Certo, non che questa pratica sia scevra da rischi. Spesso gli animali ubriaconi — come gli uccelli che non sono “in grado di stare in piedi” e mettono “le ali al suolo per reggersi”, o come i pettirossi americani che si prendono una “sbornia collettiva” ed entrano nelle case — cadono nelle grinfie dei predatori, oppure muoiono schiacciati dalle automobili (l’ambiente antropico). E allora perché lo fanno? Non si sa, ma per fortuna la scienza ci porta a ragionare, spesso nel tentativo di confutare le visioni dogmatiche e moralistiche. E così fa il saggio di Samorini, il quale parte dall’interpretazione “tolstoiana” (le droghe assolvono al bisogno di nascondere a se stessi le indicazioni dateci dalla coscienza), e passando dalla zoo-farmacognosia (l’automedicazione animale come funzione adattogena), arriva alla scienza degli stati di coscienza, al fattore Po (la funzione “de-schematizzante” atta a “scompigliare i modelli consolidati”), all’Esuberanza Biologica e al Post-darwinismo, ossia teorie “che si stanno facendo strada fra le reticenze della biologia ortodossa”. Il tutto secondo il principio che “non sono le convinzioni che permettono passi avanti nella comprensione dei fenomeni, bensì i dubbi”, e che, soprattutto, “il miglioramento concreto del problema droga passa attraverso il riconoscimento e lo studio scientifico del fenomeno droga e l’individuazione delle variabili che regolano questo fenomeno nel contesto dell’intimo rapporto tra natura e cultura umana”.

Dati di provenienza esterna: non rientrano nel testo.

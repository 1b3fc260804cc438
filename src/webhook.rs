//! Gate for server-to-server notifications: source IP allow-list, then
//! signature.

use {
    crate::{
        domain::error::PaymentError,
        signing::{
            Signer,
            canonical::{CanonicalRule, Params},
        },
    },
    std::net::IpAddr,
};

const MAPPED_PREFIX: &str = "::ffff:";

/// Strip an IPv4-mapped IPv6 prefix and parse. `::ffff:203.0.113.5` and
/// `203.0.113.5` normalize to the same address.
pub fn normalize_ip(raw: &str) -> Option<IpAddr> {
    let raw = raw.trim();
    let stripped = match raw.get(..MAPPED_PREFIX.len()) {
        Some(prefix) if prefix.eq_ignore_ascii_case(MAPPED_PREFIX) && raw.contains('.') => {
            &raw[MAPPED_PREFIX.len()..]
        }
        _ => raw,
    };
    let addr: IpAddr = stripped.parse().ok()?;
    Some(match addr {
        IpAddr::V6(v6) => v6
            .to_ipv4_mapped()
            .map(IpAddr::V4)
            .unwrap_or(IpAddr::V6(v6)),
        v4 => v4,
    })
}

#[derive(Debug, Clone, PartialEq, Eq)]
pub enum IpPolicy {
    /// Explicit `*`. Every source passes.
    AllowAll,
    AllowList(Vec<IpAddr>),
    /// Nothing configured.
    DenyAll,
}

impl IpPolicy {
    /// `None`/blank → `DenyAll`, `*` → `AllowAll`, otherwise a comma-separated
    /// address list.
    pub fn parse(raw: Option<&str>) -> Result<Self, PaymentError> {
        let Some(raw) = raw.map(str::trim).filter(|s| !s.is_empty()) else {
            return Ok(Self::DenyAll);
        };
        if raw == "*" {
            return Ok(Self::AllowAll);
        }
        raw.split(',')
            .map(str::trim)
            .filter(|s| !s.is_empty())
            .map(|entry| {
                normalize_ip(entry).ok_or_else(|| {
                    PaymentError::Configuration(format!("invalid allow-list entry: {entry}"))
                })
            })
            .collect::<Result<Vec<_>, _>>()
            .map(Self::AllowList)
    }

    pub fn permits(&self, source_ip: &str) -> bool {
        match self {
            Self::AllowAll => true,
            Self::DenyAll => false,
            Self::AllowList(list) => normalize_ip(source_ip).is_some_and(|ip| list.contains(&ip)),
        }
    }
}

#[derive(Debug)]
pub struct WebhookAuthenticator {
    policy: IpPolicy,
    signer: Signer,
    rule: &'static CanonicalRule,
}

impl WebhookAuthenticator {
    pub fn new(policy: IpPolicy, signer: Signer, rule: &'static CanonicalRule) -> Self {
        Self {
            policy,
            signer,
            rule,
        }
    }

    /// Both checks must pass before the payload may reach the reconciler.
    pub fn authenticate(
        &self,
        source_ip: &str,
        params: &Params,
        claimed_signature: Option<&str>,
    ) -> Result<(), PaymentError> {
        if !self.policy.permits(source_ip) {
            tracing::warn!(source_ip, "webhook from source outside allow-list");
            return Err(PaymentError::UnauthorizedSource(source_ip.to_string()));
        }
        if !self.signer.verify(params, claimed_signature, self.rule) {
            tracing::warn!(source_ip, "webhook signature mismatch");
            return Err(PaymentError::InvalidSignature);
        }
        Ok(())
    }
}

Letto il libro mi dirigo subito al bar dove di solito staziona il mio amico Carletto. Vorrei dirgli che se lui oggi è senza denti, non è perché ha commesso un’azione contro natura, ma perché qualcuno si è voluto arricchire su una pratica che in natura fanno tutti, e che quindi lui è un po’ come il pettirosso americano, ossia una vittima dell’ambiente antropico. Beninteso, potrei anche dargli della capra, ma non mi pare bello…Però non lo trovo.

«Zappa, non lo sai?» mi dice il barista. «Il Carletto ha vinto 30.000 euro al gratta e vinci.»

«Ma no, che bello! E cosa ha fatto coi soldi?»

«Si è fatto una dentiera nuova e ha preso un volo per il Brasile

«Solo per i mondiali, spero…»

Giorgio Samorini, Animali che si drogano.